Sep 28 2018 - Mar 17 2019

  

Between Worlds: The Art of Bill Traylor is the first retrospective ever organized for an artist born into slavery, and the most comprehensive look at Bill Traylor’s work to date.

Bill Traylor is one of the most celebrated American self-taught artists. His drawn and painted imagery embodies the crossroads of multiple worlds: black and white, rural and urban, old and new. His life—which spanned slavery, Reconstruction, Jim Crow and the Great Migration and foreshadowed the era of Civil Rights—offers a rare perspective to the larger story of America.

Traylor was born into slavery around 1853-54 on an Alabama cotton plantation near the town of Benton. He was around twelve when the Civil War ended, but he remained in service as a sharecropper for most of his life. Around 1930, Traylor moved to segregated Montgomery, where he lived the rest of his life, predominantly homeless and increasingly disabled. In his eighties, Traylor began to draw and paint—a life of plantation memories and a rising world of African American culture. He died in 1949 and left behind more than 1,000 drawings and paintings on discarded cardboard boxes and advertising cards.

Between Worlds: The Art of Bill Traylor is the first retrospective ever organized for an artist born into slavery and the most comprehensive look at Traylor’s work to date. The exhibition, for the first time, will carefully assess Traylor’s stylistic development and interpret his scenes as ongoing narratives rather than isolated events. His layered messages blended common imagery with arcane symbolism and used ambiguity as a means to explore themes of freedom and struggle in the Jim Crow South. His work balances narration and abstraction and reflects both a personal vision and the black culture of his time.

The exhibition is organized by Leslie Umberger, curator of folk and self-taught art. The museum’s collection includes twelve works by Traylor, six recently acquired, which will be featured in the exhibition. 

Credit: Exhibition overview from museum website 

Read more about Traylor and his art in this review by Joe Phelan.


Image 1:  Bill Traylor, Untitled (Woman with Umbrella and Man on Crutch), 1939, pencil and opaque watercolor on paperboard, Smithsonian American Art Museum, Gift of Herbert Waide Hemphill, Jr., 1991.96.7
Image 2:  Bill Traylor, House, c.1940-1942, watercolor and graphite on cardboard.
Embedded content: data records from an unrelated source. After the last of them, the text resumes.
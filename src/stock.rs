//! Stock administration
//!
//! Code-keyed CRUD over the catalog, persisted through the key-value store.
//! A persisted catalog copy, when present, supersedes the static fixture
//! entirely — there is no merge. Admin controls are a client-side
//! visibility gate on the session user's role, not access control.

use tabled::{
    builder::Builder,
    settings::{Alignment, Style, object::Columns},
};
use tracing::debug;

use crate::{
    catalog::{Book, CATALOG_KEY, Catalog, CatalogError, Upsert},
    notify::NoticeBoard,
    session::{self, User},
    store::Store,
};

/// The stock editor dialog: a draft book plus, for edits, the code of the
/// record being replaced. `editing` is captured when the dialog opens, so a
/// save still lands on the right record even if the catalog is reordered in
/// between.
#[derive(Debug, Clone, PartialEq, Eq)]
pub struct Editor {
    draft: Book,
    editing: Option<String>,
}

impl Editor {
    fn add() -> Self {
        Editor {
            draft: Book::default(),
            editing: None,
        }
    }

    fn edit(book: Book) -> Self {
        Editor {
            editing: Some(book.code.clone()),
            draft: book,
        }
    }

    /// The draft book.
    #[must_use]
    pub fn draft(&self) -> &Book {
        &self.draft
    }

    /// The draft book, for filling in fields.
    pub fn draft_mut(&mut self) -> &mut Book {
        &mut self.draft
    }

    /// The code of the record being edited, or `None` for an add.
    #[must_use]
    pub fn editing(&self) -> Option<&str> {
        self.editing.as_deref()
    }

    /// The dialog title.
    #[must_use]
    pub fn title(&self) -> &'static str {
        if self.editing.is_some() {
            "Edit Buku"
        } else {
            "Tambah Buku"
        }
    }
}

/// The stock page controller.
#[derive(Debug)]
pub struct StockPage {
    store: Store,
    catalog: Catalog,
    user: Option<User>,
    editor: Option<Editor>,
    notices: NoticeBoard,
}

impl StockPage {
    /// Creates the page: the catalog comes from the persisted store copy
    /// when one exists, else from the given fixture. The session user is
    /// read from the same store.
    pub fn new(store: Store, fixture: impl Into<Vec<Book>>) -> Self {
        let user = session::current_user(&store);
        let books = store.get::<Vec<Book>>(CATALOG_KEY).unwrap_or_else(|| fixture.into());

        StockPage {
            store,
            catalog: Catalog::from_books(books),
            user,
            editor: None,
            notices: NoticeBoard::new(),
        }
    }

    /// Whether the edit/delete/add controls are visible: the session user's
    /// role must be exactly `Admin`.
    #[must_use]
    pub fn admin_controls(&self) -> bool {
        self.user.as_ref().is_some_and(User::is_admin)
    }

    /// Opens the add dialog with a blank draft.
    pub fn open_add(&mut self) {
        self.editor = Some(Editor::add());
    }

    /// Opens the edit dialog pre-filled from the book with the given code.
    /// Returns `false` when no such book exists.
    pub fn open_edit(&mut self, code: &str) -> bool {
        let Some(book) = self.catalog.get(code) else {
            return false;
        };

        self.editor = Some(Editor::edit(book.clone()));

        true
    }

    /// The open editor dialog, if any.
    #[must_use]
    pub fn editor(&self) -> Option<&Editor> {
        self.editor.as_ref()
    }

    /// The open editor dialog, for filling in the draft.
    pub fn editor_mut(&mut self) -> Option<&mut Editor> {
        self.editor.as_mut()
    }

    /// Closes the editor dialog without saving.
    pub fn close_editor(&mut self) {
        self.editor = None;
    }

    /// Saves the editor's draft and closes the dialog.
    ///
    /// An add upserts by the draft's code; an edit overwrites the record
    /// the dialog was opened on, even when the draft changed the code. On
    /// success the whole catalog is persisted back to the store. An edit
    /// is rejected with an error notice and no catalog change when its
    /// record was deleted while the dialog was open, or when a changed
    /// code collides with a different record — either would silently
    /// corrupt code uniqueness.
    pub fn save(&mut self) -> bool {
        let Some(Editor { draft, editing }) = self.editor.take() else {
            return false;
        };

        debug!(code = %draft.code, editing = editing.as_deref(), "saving book");

        let saved = match editing {
            Some(code) => match self.catalog.replace(&code, draft) {
                Ok(()) => {
                    self.notices.success("Data buku berhasil diperbarui");
                    true
                }
                Err(CatalogError::DuplicateCode(duplicate)) => {
                    self.notices.error(format!("Kode {duplicate} sudah digunakan"));
                    false
                }
                Err(CatalogError::NotFound(_)) => {
                    self.notices.error("Data buku tidak ditemukan");
                    false
                }
            },
            None => {
                match self.catalog.upsert(draft) {
                    Upsert::Added => self.notices.success("Buku baru berhasil ditambahkan"),
                    Upsert::Updated => self.notices.success("Data buku berhasil diperbarui"),
                }
                true
            }
        };

        if saved {
            self.persist();
        }

        saved
    }

    /// Deletes the book with the given code. The caller supplies the
    /// interactive confirmation answer; an unconfirmed delete is a no-op.
    /// On success the whole catalog is persisted back to the store.
    pub fn delete(&mut self, code: &str, confirmed: bool) -> bool {
        if !confirmed {
            return false;
        }

        if self.catalog.remove(code).is_none() {
            return false;
        }

        self.persist();
        self.notices.success("Data buku berhasil dihapus");

        true
    }

    fn persist(&self) {
        self.store.set(CATALOG_KEY, self.catalog.books());
    }

    /// The catalog.
    #[must_use]
    pub fn catalog(&self) -> &Catalog {
        &self.catalog
    }

    /// Notices posted by this page.
    #[must_use]
    pub fn notices(&self) -> &NoticeBoard {
        &self.notices
    }

    /// Serializes the catalog as CSV rows.
    #[must_use]
    pub fn export_csv(&self) -> String {
        self.catalog.to_csv()
    }

    /// Renders the stock table. The actions column shows the edit/delete
    /// controls only behind the admin gate.
    #[must_use]
    pub fn render_table(&self) -> String {
        let actions = if self.admin_controls() { "Edit | Hapus" } else { "-" };

        let mut builder = Builder::default();

        builder.push_record(["Kode", "Nama", "Jenis", "Edisi", "Stok", "Harga", "Aksi"]);

        for book in self.catalog.iter() {
            builder.push_record([
                book.code.clone(),
                book.name.clone(),
                book.category.clone(),
                book.edition.clone(),
                book.stock.to_string(),
                book.price.clone(),
                actions.to_owned(),
            ]);
        }

        let mut table = builder.build();
        table.with(Style::sharp());
        table.modify(Columns::new(4..6), Alignment::right());

        table.to_string()
    }

    /// Renders the card-grid view: one block per book with its cover path,
    /// title and category.
    #[must_use]
    pub fn render_grid(&self) -> String {
        self.catalog
            .iter()
            .map(|book| format!("[{}]\n{}\n{}", book.cover, book.name, book.category))
            .collect::<Vec<String>>()
            .join("\n\n")
    }
}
Montgomery Museum of Fine Arts, Montgomery, Alabama, Gift of Charles and Eugenia Shannon

Whether or not you go, the exhibition catalog, Between Worlds: The Art of Bill Traylor, reveals one man’s visual record of African American life as a window into the overarching story of his nation.  This major new look at the work of one of America’s foremost self-taught artists is carefully-researched book and assesses Traylor’s biography and stylistic development. For the first time his scenes are interpreted as ongoing narratives, conveying enduring, interrelated themes.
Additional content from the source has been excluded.